I might be in the minority here, but I love the kitten stage!! Luckily my Ellie was pretty chill for her kitten stage, but I love growing and bonding with them!

My aunt had a Snowshoe that they found as a stray (believe it or not) he was SUCH a sweetie!

And I'm going to guess tghsmith meant that they're special since they said they'll always have one!


----------



## gizmothecat (Jun 26, 2013)

Well shoot, if that's the ONE...it doesn't hurt to ask . You could offer to pay for anything she needs until you can take her home...food etc. I don't see why she wouldn't...leave a deposit..maybe 75percent or full pay upfront. Good luck


----------



## Mochas Mommy (Dec 9, 2013)

Mandy and Ellie...were there any drawbacks to adopting at 8weeks rather than waiting? 
This person doesn't have any other kittens listed...just this cutie. 

It has been YEARS since I adopted a kitty....if I give in...what should I think about when I meet him? What should I look for? Should he be litter trained already? 

Yup...shouldn't have looked....


----------



## Mandy and Ellie (Oct 22, 2013)

I really don't think so! She seemed to have everything down and was totally litter trained, independent, and happy. Well, after she cried for a few days of course... they always are scared the first few days! I do know a lot of big breeders prefer the 12-week mark, I do think the extra time with their mom can be important but I also kind of think getting Ellie so young made us her "people" even more! She still grooms us and cuddles us to this day lol

If you do adopt at 8 weeks, just make sure they've been litter trained and have been eating and doing things on their own for awhile. The breeder I chose said they had been pretty much ignoring their mom for a while and all the babies were just hanging out together doing things themselves! They'd also been vet checked and given the a-okay to go to their new homes.
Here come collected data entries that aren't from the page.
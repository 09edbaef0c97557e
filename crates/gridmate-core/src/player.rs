//! Player records and home zones.

use std::time::Instant;

use serde::{Deserialize, Serialize};

use crate::board::Position;
use crate::config::Difficulty;
use crate::ids::{PieceId, PlayerId};
use crate::turns::TurnState;

/// A rectangular home-zone region.
#[derive(Debug, Clone, Copy, PartialEq, Eq, Serialize, Deserialize)]
pub struct HomeZone {
    pub x: i32,
    pub y: i32,
    pub width: i32,
    pub height: i32,
}

impl HomeZone {
    pub fn contains(&self, pos: Position) -> bool {
        pos.x >= self.x
            && pos.x < self.x + self.width
            && pos.y >= self.y
            && pos.y < self.y + self.height
    }

    /// Every position inside the zone, row by row.
    pub fn cells(&self) -> impl Iterator<Item = Position> + use<> {
        let (x0, y0, w, h) = (self.x, self.y, self.width, self.height);
        (0..h).flat_map(move |dy| (0..w).map(move |dx| Position::new(x0 + dx, y0 + dy)))
    }

    pub fn shift(&mut self, dx: i32, dy: i32) {
        self.x += dx;
        self.y += dy;
    }

    /// Grows the zone by one row on the side facing away from `forward`
    /// (behind the back rank). Used when a purchase finds no free seat.
    pub fn extend_back(&mut self, forward: (i32, i32)) {
        match forward {
            (0, dy) if dy < 0 => self.height += 1,
            (0, _) => {
                self.y -= 1;
                self.height += 1;
            }
            (dx, _) if dx < 0 => self.width += 1,
            _ => {
                self.x -= 1;
                self.width += 1;
            }
        }
    }
}

/// One player in a game.
#[derive(Debug, Clone)]
pub struct Player {
    pub id: PlayerId,
    pub username: String,
    /// Palette index, unique among active players.
    pub color: u8,
    pub home: HomeZone,
    pub pieces: Vec<PieceId>,
    pub score: u64,
    /// Cumulative purchase fees paid; feeds the king-capture transfer.
    pub purchase_total: u64,
    pub paused_at: Option<Instant>,
    pub turns: TurnState,
    /// Unit vector from the home zone toward the board center at
    /// seeding time. Pawn "forward" direction.
    pub forward: (i32, i32),
    /// Set once the degradation sweep has released an emptied zone.
    pub zone_released: bool,
}

impl Player {
    pub fn new(
        id: PlayerId,
        username: String,
        color: u8,
        home: HomeZone,
        forward: (i32, i32),
        difficulty: Difficulty,
    ) -> Self {
        Self {
            id,
            username,
            color,
            home,
            pieces: Vec::new(),
            score: 0,
            purchase_total: 0,
            paused_at: None,
            turns: TurnState::new(difficulty),
            forward,
            zone_released: false,
        }
    }

    pub fn is_paused(&self) -> bool {
        self.paused_at.is_some()
    }
}
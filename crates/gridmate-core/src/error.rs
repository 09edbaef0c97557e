//! Error taxonomy for the rules engine.
//!
//! Every validation failure is a structured, recoverable result — the
//! transport layer maps these to protocol-specific codes. Nothing here
//! is fatal: a rejected operation leaves the game state untouched
//! (validate-then-commit discipline).

use crate::board::Position;
use crate::ids::{PieceId, PlayerId};

/// Errors that can occur during game operations.
#[derive(Debug, Clone, PartialEq, Eq, thiserror::Error)]
pub enum GameError {
    /// The player does not exist in this game.
    #[error("player {0} not found")]
    PlayerNotFound(PlayerId),

    /// The piece does not exist in this game.
    #[error("piece {0} not found")]
    PieceNotFound(PieceId),

    /// Coordinates outside the current board bounds.
    #[error("coordinates ({0}, {1}) are out of bounds")]
    OutOfBounds(i32, i32),

    /// Illegal chess geometry, blocked sliding path, or moving a piece
    /// the player does not own.
    #[error("invalid move: {0}")]
    InvalidMove(String),

    /// A placement with no 4-adjacent same-owner cell, or a purchase
    /// seat that cannot reach the player's king. Distinct from the
    /// harmless "explosion" outcome, which is a successful no-op.
    #[error("no connectivity: {0}")]
    NoConnectivity(String),

    /// The payment offered is below the listed price.
    #[error("insufficient payment: {required} required, {paid} offered")]
    InsufficientPayment { required: u64, paid: u64 },

    /// The piece type is not purchasable (kings are never for sale).
    #[error("piece type cannot be purchased")]
    InvalidPieceType,

    /// The operation is not allowed for this player right now
    /// (game over, player paused or eliminated, game full).
    #[error("forbidden: {0}")]
    Forbidden(String),

    /// The per-player cooldown has not elapsed yet.
    #[error("cooldown active: {remaining_ms} ms remaining")]
    RateLimited { remaining_ms: u64 },

    /// The target cell is already occupied.
    #[error("cell at {0} is already occupied")]
    StateConflict(Position),
}
//! The `Game` aggregate: one fully-serialized unit of mutable state.
//!
//! All mutation is synchronous and validate-then-commit: every check a
//! request must pass happens before the first write, so a rejected
//! operation leaves the game exactly as it was. Time-dependent rules
//! (cooldowns, pause timeouts) compare caller-supplied monotonic
//! instants against stored timestamps; the core never reads a clock.

use std::collections::{HashMap, HashSet};
use std::time::Instant;

use crate::board::{Board, Cell, CellOrigin, Position};
use crate::chess;
use crate::config::{Difficulty, GameSettings};
use crate::connectivity::{self, IslandMap};
use crate::economy::Ledger;
use crate::error::GameError;
use crate::event::GameEvent;
use crate::ids::{GameId, PieceId, PlayerId};
use crate::piece::{Piece, PieceKind};
use crate::player::{HomeZone, Player};
use crate::rows;
use crate::snapshot::{CellSnapshot, GameSnapshot, IslandSnapshot, PlayerSnapshot};
use crate::tetromino::TetrominoKind;
use crate::turns::TurnPhase;

/// Cumulative forward distance at which a pawn promotes to a knight.
const PAWN_PROMOTION_DISTANCE: u32 = 8;

/// Margin between a home zone and the board edge.
const ZONE_MARGIN: i32 = 2;

/// Horizontal gap between neighboring home zones.
const ZONE_GAP: i32 = 4;

/// Selects the piece a move request refers to.
#[derive(Debug, Clone, Copy, PartialEq, Eq)]
pub enum PieceSelector {
    ById(PieceId),
    FromSquare(Position),
}

/// A chess move request.
#[derive(Debug, Clone, Copy, PartialEq, Eq)]
pub struct MoveRequest {
    pub piece: PieceSelector,
    pub to: Position,
}

/// Result of a successful chess move.
#[derive(Debug, Clone, PartialEq, Eq)]
pub struct MoveOutcome {
    pub piece: PieceId,
    pub captured: Option<Piece>,
    pub promoted: bool,
}

/// Result of a tetromino placement request.
#[derive(Debug, Clone, PartialEq, Eq)]
pub enum Placement {
    Placed {
        cells: Vec<Position>,
        cleared_rows: Vec<i32>,
    },
    /// Adjacency held but no path to the king existed: the piece
    /// explodes harmlessly. The move is consumed; nothing is written.
    Exploded,
}

/// Result of a successful piece purchase.
#[derive(Debug, Clone, PartialEq, Eq)]
pub struct PurchaseOutcome {
    pub piece: PieceId,
    pub pos: Position,
}

/// One game instance.
pub struct Game {
    id: GameId,
    settings: GameSettings,
    board: Board,
    players: HashMap<PlayerId, Player>,
    pieces: HashMap<PieceId, Piece>,
    islands: IslandMap,
    ledger: Ledger,
    events: Vec<GameEvent>,
    ended: bool,
    winner: Option<PlayerId>,
    created_at: Instant,
    next_piece_id: u64,
    next_color: u8,
    /// Cursor for the next home-zone slot; shifted with the board.
    next_zone_x: i32,
}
Is he the only kitten left? Or was he the only one born? Does he/she have the parents? Just asking, because sometimes people buy kittens and then resell them... I actually found one of Ellie's littermates on Craigslist!!!  They said their kid was "too rough with it" and were trying to make a profit...


----------



## marie73 (Jul 12, 2006)

After adopting both adults and kittens, I'll only adopt adults if I ever have more cats. Kittens are HARD work. 

If you have your heart set on a kitten, definitely - DEFINITELY - get two.


----------



## koshechka (Jul 14, 2013)

So adorable....


----------



## tghsmith (Dec 9, 2010)

almost all of the lynx point cats Ive come to know have been outgoing fun filled goofballs that jump or flump into your arms and demand attention..were on our 3rd, my mother has her number 3 and 4 at present, while my sister is on her second.. they are cats that bring you the toys when its time play. they are cats that come running when guest arrive .. plus kittenhood is so short everyone should get to enjoy it every now and then..(ps they may be to smart for their own good)


----------



## Speechie (Dec 2, 2013)

I love the kitten stage too, the antics, the blanket mouse hunts for toes, the climbing the drapes, the way they race around like lunatics, just so so darn cute, then they settle down and are lovely adults. 

I personally prefer to let kittens stay with mama 12-16 weeks because I believe they learn manners and socialization skills being with mom...but Teddy is the only kitten that I've had that did stay longer, 14 weeks. He WAS really chill and seemed more confident than the others stray kittens I took on at younger ages. Most breeders would agree to hold a kitten for you if you paid up front, I believe. 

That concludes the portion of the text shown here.